• [Instructions for the task]:
From the data that follows, copy every line holding the string "match".

• [Source data]:
========================
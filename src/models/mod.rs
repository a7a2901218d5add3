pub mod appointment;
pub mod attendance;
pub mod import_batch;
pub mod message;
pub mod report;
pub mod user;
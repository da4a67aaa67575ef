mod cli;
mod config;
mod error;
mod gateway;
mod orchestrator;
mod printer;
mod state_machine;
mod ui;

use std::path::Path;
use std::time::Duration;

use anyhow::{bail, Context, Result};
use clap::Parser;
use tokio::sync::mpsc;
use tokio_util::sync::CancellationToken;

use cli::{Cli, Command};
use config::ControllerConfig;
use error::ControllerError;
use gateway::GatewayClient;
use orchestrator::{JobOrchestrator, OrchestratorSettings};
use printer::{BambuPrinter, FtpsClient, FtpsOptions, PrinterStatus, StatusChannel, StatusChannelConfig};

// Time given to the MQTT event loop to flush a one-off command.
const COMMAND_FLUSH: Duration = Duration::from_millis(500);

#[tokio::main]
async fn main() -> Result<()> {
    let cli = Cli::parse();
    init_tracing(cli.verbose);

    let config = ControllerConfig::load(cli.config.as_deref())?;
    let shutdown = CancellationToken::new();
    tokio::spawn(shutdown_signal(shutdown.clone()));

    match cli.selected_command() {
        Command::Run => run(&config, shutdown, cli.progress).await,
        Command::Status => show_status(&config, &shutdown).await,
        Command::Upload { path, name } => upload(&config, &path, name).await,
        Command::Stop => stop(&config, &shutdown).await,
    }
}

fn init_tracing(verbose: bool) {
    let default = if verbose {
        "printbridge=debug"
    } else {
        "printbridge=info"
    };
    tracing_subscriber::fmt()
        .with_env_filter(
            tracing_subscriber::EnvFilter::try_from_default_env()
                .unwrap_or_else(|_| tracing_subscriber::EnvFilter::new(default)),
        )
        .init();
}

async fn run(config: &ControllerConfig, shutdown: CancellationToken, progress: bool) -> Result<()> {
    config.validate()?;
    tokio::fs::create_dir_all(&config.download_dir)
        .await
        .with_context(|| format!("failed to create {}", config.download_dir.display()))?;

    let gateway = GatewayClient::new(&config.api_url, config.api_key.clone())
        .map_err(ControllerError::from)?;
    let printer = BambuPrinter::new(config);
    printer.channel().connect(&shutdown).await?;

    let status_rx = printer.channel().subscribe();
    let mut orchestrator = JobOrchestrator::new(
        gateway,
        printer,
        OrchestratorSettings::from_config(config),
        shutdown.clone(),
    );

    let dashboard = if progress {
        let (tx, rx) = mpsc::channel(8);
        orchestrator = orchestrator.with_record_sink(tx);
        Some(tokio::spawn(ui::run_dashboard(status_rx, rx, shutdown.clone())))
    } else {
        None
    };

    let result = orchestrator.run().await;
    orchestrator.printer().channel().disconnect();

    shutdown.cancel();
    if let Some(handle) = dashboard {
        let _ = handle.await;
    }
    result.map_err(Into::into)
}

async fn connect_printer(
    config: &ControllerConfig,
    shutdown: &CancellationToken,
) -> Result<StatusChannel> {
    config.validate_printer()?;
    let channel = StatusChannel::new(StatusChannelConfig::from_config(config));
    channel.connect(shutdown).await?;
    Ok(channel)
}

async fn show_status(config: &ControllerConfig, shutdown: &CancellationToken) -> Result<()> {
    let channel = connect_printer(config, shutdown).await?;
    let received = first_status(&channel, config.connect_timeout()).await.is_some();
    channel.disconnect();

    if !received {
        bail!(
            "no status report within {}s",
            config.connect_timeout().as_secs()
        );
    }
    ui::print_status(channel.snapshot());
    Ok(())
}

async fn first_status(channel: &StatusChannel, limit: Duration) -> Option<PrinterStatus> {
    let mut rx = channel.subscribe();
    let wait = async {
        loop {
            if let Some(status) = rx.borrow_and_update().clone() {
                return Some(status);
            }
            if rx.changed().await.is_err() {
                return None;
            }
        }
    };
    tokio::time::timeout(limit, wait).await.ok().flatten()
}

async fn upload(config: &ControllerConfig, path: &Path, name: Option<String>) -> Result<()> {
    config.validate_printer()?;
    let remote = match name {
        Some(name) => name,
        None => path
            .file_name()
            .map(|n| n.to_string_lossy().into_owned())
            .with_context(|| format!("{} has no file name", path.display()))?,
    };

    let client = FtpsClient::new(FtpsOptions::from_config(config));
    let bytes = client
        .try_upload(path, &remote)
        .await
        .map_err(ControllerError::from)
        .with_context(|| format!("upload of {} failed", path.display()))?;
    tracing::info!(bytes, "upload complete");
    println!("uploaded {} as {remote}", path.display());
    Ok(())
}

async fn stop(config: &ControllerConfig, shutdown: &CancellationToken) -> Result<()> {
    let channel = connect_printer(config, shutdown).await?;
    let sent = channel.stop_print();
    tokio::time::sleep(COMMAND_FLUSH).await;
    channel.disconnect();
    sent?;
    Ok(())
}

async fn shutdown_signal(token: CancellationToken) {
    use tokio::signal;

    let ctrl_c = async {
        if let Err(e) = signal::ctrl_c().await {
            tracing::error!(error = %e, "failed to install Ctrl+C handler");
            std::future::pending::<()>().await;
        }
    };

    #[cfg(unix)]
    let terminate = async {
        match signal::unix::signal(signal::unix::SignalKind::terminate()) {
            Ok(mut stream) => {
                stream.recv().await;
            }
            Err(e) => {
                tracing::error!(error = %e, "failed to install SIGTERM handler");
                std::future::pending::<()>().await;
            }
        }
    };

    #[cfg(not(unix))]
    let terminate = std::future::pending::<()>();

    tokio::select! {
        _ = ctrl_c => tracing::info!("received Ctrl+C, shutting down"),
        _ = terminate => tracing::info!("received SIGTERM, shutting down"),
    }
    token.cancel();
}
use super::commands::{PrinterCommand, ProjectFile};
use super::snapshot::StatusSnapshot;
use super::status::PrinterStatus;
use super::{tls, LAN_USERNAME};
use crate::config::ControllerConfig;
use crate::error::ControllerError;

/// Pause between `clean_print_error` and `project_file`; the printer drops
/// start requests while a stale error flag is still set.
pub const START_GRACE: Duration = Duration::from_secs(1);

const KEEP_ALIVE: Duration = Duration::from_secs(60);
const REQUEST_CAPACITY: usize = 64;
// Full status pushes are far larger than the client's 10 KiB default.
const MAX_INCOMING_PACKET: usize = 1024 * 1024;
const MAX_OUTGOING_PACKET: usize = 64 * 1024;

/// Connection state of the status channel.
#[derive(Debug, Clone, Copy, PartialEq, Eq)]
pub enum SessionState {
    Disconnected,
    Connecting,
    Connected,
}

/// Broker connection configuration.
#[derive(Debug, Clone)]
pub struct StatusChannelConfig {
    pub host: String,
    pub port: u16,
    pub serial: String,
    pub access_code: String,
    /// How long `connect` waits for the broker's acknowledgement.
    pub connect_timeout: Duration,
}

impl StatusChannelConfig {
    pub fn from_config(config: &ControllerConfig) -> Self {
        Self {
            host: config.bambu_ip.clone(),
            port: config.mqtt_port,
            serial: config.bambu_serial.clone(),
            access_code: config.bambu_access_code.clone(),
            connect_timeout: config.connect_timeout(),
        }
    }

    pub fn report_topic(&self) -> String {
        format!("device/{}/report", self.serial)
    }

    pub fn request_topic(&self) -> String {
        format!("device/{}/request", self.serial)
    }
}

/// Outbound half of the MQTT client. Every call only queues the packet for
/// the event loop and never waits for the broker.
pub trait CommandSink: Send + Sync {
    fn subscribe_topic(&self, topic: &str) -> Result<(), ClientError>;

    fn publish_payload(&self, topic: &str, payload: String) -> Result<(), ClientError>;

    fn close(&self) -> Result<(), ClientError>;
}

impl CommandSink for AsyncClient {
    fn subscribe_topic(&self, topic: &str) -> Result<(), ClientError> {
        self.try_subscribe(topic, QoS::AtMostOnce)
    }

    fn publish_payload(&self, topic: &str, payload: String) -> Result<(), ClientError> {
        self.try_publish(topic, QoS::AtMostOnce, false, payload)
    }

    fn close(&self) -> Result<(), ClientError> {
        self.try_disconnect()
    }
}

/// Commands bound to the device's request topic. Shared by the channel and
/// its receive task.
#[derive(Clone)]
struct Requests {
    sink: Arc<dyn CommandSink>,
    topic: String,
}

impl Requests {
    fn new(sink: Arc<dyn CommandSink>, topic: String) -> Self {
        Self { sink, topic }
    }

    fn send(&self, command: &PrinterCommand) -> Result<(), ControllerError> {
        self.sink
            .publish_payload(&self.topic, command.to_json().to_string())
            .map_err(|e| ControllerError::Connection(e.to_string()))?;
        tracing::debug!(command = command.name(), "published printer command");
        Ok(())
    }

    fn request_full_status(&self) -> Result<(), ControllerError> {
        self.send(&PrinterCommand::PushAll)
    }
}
========================
• [Solution]:
    match cli.selected_command() {
    let remote = match name {
        match signal::unix::signal(signal::unix::SignalKind::terminate()) {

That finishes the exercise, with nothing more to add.